→ WHAT TO DO
Repeat, line for line, the entries below from the first line to the line containing "use url::Url;", counting both ends.
● ● ● ● ●
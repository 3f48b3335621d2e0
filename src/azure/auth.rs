/// Service principal authentication against Azure Active Directory
use chrono::{DateTime, Duration, Utc};
use reqwest::Client;
use serde::{Deserialize, Deserializer, Serialize};
use std::sync::Arc;
use tokio::sync::RwLock;
use tracing::debug;
use url::Url;

use super::error::{AksError, Result};

/// Tokens are refreshed this long before they expire
const TOKEN_REFRESH_MARGIN_SECS: i64 = 300;

/// Service principal credential used to authenticate API calls
#[derive(Clone, Default, Serialize, Deserialize, PartialEq, Eq)]
pub struct AksCredential {
    #[serde(default)]
    pub client_id: String,
    #[serde(default)]
    pub client_secret: String,
    #[serde(default)]
    pub subscription_id: String,
    #[serde(default)]
    pub tenant_id: String,
}

impl AksCredential {
    pub fn new(
        client_id: impl Into<String>,
        client_secret: impl Into<String>,
        subscription_id: impl Into<String>,
        tenant_id: impl Into<String>,
    ) -> Self {
        Self {
            client_id: client_id.into(),
            client_secret: client_secret.into(),
            subscription_id: subscription_id.into(),
            tenant_id: tenant_id.into(),
        }
    }

    /// Check that every field is present
    pub fn validate(&self) -> Result<()> {
        if self.client_id.is_empty() {
            return Err(AksError::MissingClientId);
        }
        if self.client_secret.is_empty() {
            return Err(AksError::MissingSecret);
        }
        if self.subscription_id.is_empty() {
            return Err(AksError::MissingSubscriptionId);
        }
        if self.tenant_id.is_empty() {
            return Err(AksError::MissingTenantId);
        }
        Ok(())
    }
}

impl std::fmt::Debug for AksCredential {
    fn fmt(&self, f: &mut std::fmt::Formatter<'_>) -> std::fmt::Result {
        f.debug_struct("AksCredential")
            .field("client_id", &self.client_id)
            .field("client_secret", &"<redacted>")
            .field("subscription_id", &self.subscription_id)
            .field("tenant_id", &self.tenant_id)
            .finish()
    }
}

/// Azure cloud environment
#[derive(Debug, Clone, Copy, Default, PartialEq, Eq, Serialize, Deserialize)]
#[serde(rename_all = "snake_case")]
pub enum AzureCloud {
    #[default]
    Public,
    China,
    UsGovernment,
}

/// Endpoints of an Azure cloud environment
#[derive(Debug, Clone, PartialEq, Eq)]
pub struct AzureEndpoints {
    /// Azure Resource Manager base URL, also the token audience
    pub resource_manager: Url,
    /// Azure Active Directory authority host
    pub active_directory: Url,
}

impl AzureEndpoints {
    pub fn new(resource_manager: &str, active_directory: &str) -> Result<Self> {
        Ok(Self {
            resource_manager: Url::parse(resource_manager)?,
            active_directory: Url::parse(active_directory)?,
        })
    }
}

impl AzureCloud {
    pub fn endpoints(self) -> Result<AzureEndpoints> {
        let (resource_manager, active_directory) = match self {
            AzureCloud::Public => (
                "https://management.azure.com/",
                "https://login.microsoftonline.com/",
            ),
            AzureCloud::China => (
                "https://management.chinacloudapi.cn/",
                "https://login.chinacloudapi.cn/",
            ),
            AzureCloud::UsGovernment => (
                "https://management.usgovcloudapi.net/",
                "https://login.microsoftonline.us/",
            ),
        };

        AzureEndpoints::new(resource_manager, active_directory)
    }
}

/// Bearer token with its expiry time
#[derive(Debug, Clone)]
pub struct AccessToken {
    pub token: String,
    pub expires_at: DateTime<Utc>,
}

impl AccessToken {
    fn is_fresh(&self, now: DateTime<Utc>) -> bool {
        now + Duration::seconds(TOKEN_REFRESH_MARGIN_SECS) < self.expires_at
    }
}

#[derive(Deserialize)]
struct TokenResponse {
    access_token: String,
    #[serde(deserialize_with = "seconds_from_string_or_number")]
    expires_in: i64,
}

#[derive(Deserialize)]
struct TokenErrorResponse {
    error: String,
    error_description: Option<String>,
}

/// The v1 token endpoint reports `expires_in` as a string
fn seconds_from_string_or_number<'de, D>(deserializer: D) -> std::result::Result<i64, D::Error>
where
    D: Deserializer<'de>,
{
    #[derive(Deserialize)]
    #[serde(untagged)]
    enum Seconds {
        Number(i64),
        Text(String),
    }

    match Seconds::deserialize(deserializer)? {
        Seconds::Number(n) => Ok(n),
        Seconds::Text(s) => s.trim().parse().map_err(serde::de::Error::custom),
    }
}

/// Acquires and caches ARM bearer tokens using the client credentials grant
#[derive(Clone)]
pub struct ServicePrincipalAuth {
    client: Client,
    credential: AksCredential,
    authority_host: Url,
    resource: String,
    cache: Arc<RwLock<Option<AccessToken>>>,
}

impl ServicePrincipalAuth {
    pub fn new(client: Client, credential: AksCredential, endpoints: &AzureEndpoints) -> Self {
        Self {
            client,
            credential,
            authority_host: endpoints.active_directory.clone(),
            resource: endpoints.resource_manager.to_string(),
            cache: Arc::new(RwLock::new(None)),
        }
    }

    /// Return a valid bearer token, requesting a new one if the cached token is stale
    pub async fn token(&self) -> Result<String> {
        {
            let cache = self.cache.read().await;
            if let Some(token) = cache.as_ref().filter(|t| t.is_fresh(Utc::now())) {
                return Ok(token.token.clone());
            }
        }

        let mut cache = self.cache.write().await;
        // Another caller may have refreshed while we waited for the lock
        if let Some(token) = cache.as_ref().filter(|t| t.is_fresh(Utc::now())) {
            return Ok(token.token.clone());
        }

        let token = self.request_token().await?;
        let value = token.token.clone();
        *cache = Some(token);
        Ok(value)
    }

    async fn request_token(&self) -> Result<AccessToken> {
        let url = self.token_url()?;
        debug!("POST {}", url);

        let params = [
            ("grant_type", "client_credentials"),
            ("client_id", self.credential.client_id.as_str()),
            ("client_secret", self.credential.client_secret.as_str()),
            ("resource", self.resource.as_str()),
        ];

        let response = self.client.post(url).form(&params).send().await?;
        let status = response.status();
        let body = response.bytes().await?;

        if !status.is_success() {
            let message = match serde_json::from_slice::<TokenErrorResponse>(&body) {
                Ok(err) => err.error_description.unwrap_or(err.error),
                Err(_) => String::from_utf8_lossy(&body).trim().to_string(),
            };
            return Err(AksError::Auth {
                status: status.as_u16(),
                message,
            });
        }

        let token: TokenResponse = serde_json::from_slice(&body)?;
        debug!("Acquired token valid for {} seconds", token.expires_in);

        let expires_at = Duration::try_seconds(token.expires_in)
            .and_then(|lifetime| Utc::now().checked_add_signed(lifetime))
            .ok_or_else(|| AksError::Auth {
                status: status.as_u16(),
                message: format!("token lifetime out of range: {}", token.expires_in),
            })?;

        Ok(AccessToken {
            token: token.access_token,
            expires_at,
        })
    }

    /// `{authority}/{tenant}/oauth2/token`, keeping any path on the authority host
    fn token_url(&self) -> Result<Url> {
        let mut url = self.authority_host.clone();
        url.path_segments_mut()
            .map_err(|_| AksError::Url(url::ParseError::RelativeUrlWithCannotBeABaseBase))?
            .pop_if_empty()
            .extend([self.credential.tenant_id.as_str(), "oauth2", "token"]);
        Ok(url)
    }
}

#[cfg(test)]
mod tests {
    use super::*;
    use wiremock::matchers::{body_string_contains, method, path};
    use wiremock::{Mock, MockServer, ResponseTemplate};

    fn credential() -> AksCredential {
        AksCredential::new("client", "secret", "sub", "tenant")
    }

    #[test]
    fn test_credential_validation() {
        assert!(credential().validate().is_ok());

        let mut cred = credential();
        cred.client_id.clear();
        assert!(matches!(cred.validate(), Err(AksError::MissingClientId)));

        let mut cred = credential();
        cred.client_secret.clear();
        assert!(matches!(cred.validate(), Err(AksError::MissingSecret)));

        let mut cred = credential();
        cred.subscription_id.clear();
        assert!(matches!(cred.validate(), Err(AksError::MissingSubscriptionId)));

        let mut cred = credential();
        cred.tenant_id.clear();
        assert!(matches!(cred.validate(), Err(AksError::MissingTenantId)));
    }

    #[test]
    fn test_debug_redacts_secret() {
        let output = format!("{:?}", credential());
        assert!(output.contains("client"));
        assert!(!output.contains("\"secret\""));
        assert!(output.contains("<redacted>"));
    }

    #[test]
    fn test_cloud_endpoints() {
        let public = AzureCloud::Public.endpoints().unwrap();
        assert_eq!(
            public.resource_manager.as_str(),
            "https://management.azure.com/"
        );
        let china = AzureCloud::China.endpoints().unwrap();
        assert_eq!(
            china.active_directory.as_str(),
            "https://login.chinacloudapi.cn/"
        );
    }

    #[test]
    fn test_token_freshness() {
        let now = Utc::now();
        let fresh = AccessToken {
            token: "t".to_string(),
            expires_at: now + Duration::seconds(3600),
        };
        let stale = AccessToken {
            token: "t".to_string(),
            expires_at: now + Duration::seconds(60),
        };
        assert!(fresh.is_fresh(now));
        assert!(!stale.is_fresh(now));
    }

    #[tokio::test]
    async fn test_token_is_cached() {
        let server = MockServer::start().await;
        Mock::given(method("POST"))
            .and(path("/tenant/oauth2/token"))
            .and(body_string_contains("grant_type=client_credentials"))
            .and(body_string_contains("client_id=client"))
            .respond_with(ResponseTemplate::new(200).set_body_json(serde_json::json!({
                "token_type": "Bearer",
                "expires_in": "3599",
                "access_token": "token-1"
            })))
            .expect(1)
            .mount(&server)
            .await;

        let endpoints = AzureEndpoints::new(&server.uri(), &server.uri()).unwrap();
        let auth = ServicePrincipalAuth::new(Client::new(), credential(), &endpoints);

        assert_eq!(auth.token().await.unwrap(), "token-1");
        assert_eq!(auth.token().await.unwrap(), "token-1");
    }

    #[test]
    fn test_token_url_keeps_authority_path() {
        let endpoints =
            AzureEndpoints::new("https://management.local/", "https://adfs.local/adfs").unwrap();
        let auth = ServicePrincipalAuth::new(Client::new(), credential(), &endpoints);
        assert_eq!(
            auth.token_url().unwrap().as_str(),
            "https://adfs.local/adfs/tenant/oauth2/token"
        );

        let endpoints = AzureCloud::Public.endpoints().unwrap();
        let auth = ServicePrincipalAuth::new(Client::new(), credential(), &endpoints);
        assert_eq!(
            auth.token_url().unwrap().as_str(),
            "https://login.microsoftonline.com/tenant/oauth2/token"
        );
    }

    #[tokio::test]
    async fn test_token_lifetime_out_of_range() {
        let server = MockServer::start().await;
        Mock::given(method("POST"))
            .and(path("/tenant/oauth2/token"))
            .respond_with(ResponseTemplate::new(200).set_body_json(serde_json::json!({
                "expires_in": "9223372036854775807",
                "access_token": "t"
            })))
            .mount(&server)
            .await;

        let endpoints = AzureEndpoints::new(&server.uri(), &server.uri()).unwrap();
        let auth = ServicePrincipalAuth::new(Client::new(), credential(), &endpoints);

        match auth.token().await {
            Err(AksError::Auth { message, .. }) => assert!(message.contains("out of range")),
            other => panic!("unexpected result: {:?}", other),
        }
    }

    #[tokio::test]
    async fn test_token_error_uses_description() {
        let server = MockServer::start().await;
        Mock::given(method("POST"))
            .and(path("/tenant/oauth2/token"))
            .respond_with(ResponseTemplate::new(401).set_body_json(serde_json::json!({
                "error": "invalid_client",
                "error_description": "AADSTS7000215: Invalid client secret is provided."
            })))
            .mount(&server)
            .await;

        let endpoints = AzureEndpoints::new(&server.uri(), &server.uri()).unwrap();
        let auth = ServicePrincipalAuth::new(Client::new(), credential(), &endpoints);

        match auth.token().await {
            Err(AksError::Auth { status, message }) => {
                assert_eq!(status, 401);
                assert!(message.contains("Invalid client secret"));
            }
            other => panic!("unexpected result: {:?}", other),
        }
    }
}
● ● ● ● ●
→ RESULT OF THIS EXERCISE
repository 3f48b3335621d2e0
filename src/azure/auth.rs
/// Service principal authentication against Azure Active Directory
use chrono::{DateTime, Duration, Utc};
use reqwest::Client;
use serde::{Deserialize, Deserializer, Serialize};
use std::sync::Arc;
use tokio::sync::RwLock;
use tracing::debug;
use url::Url;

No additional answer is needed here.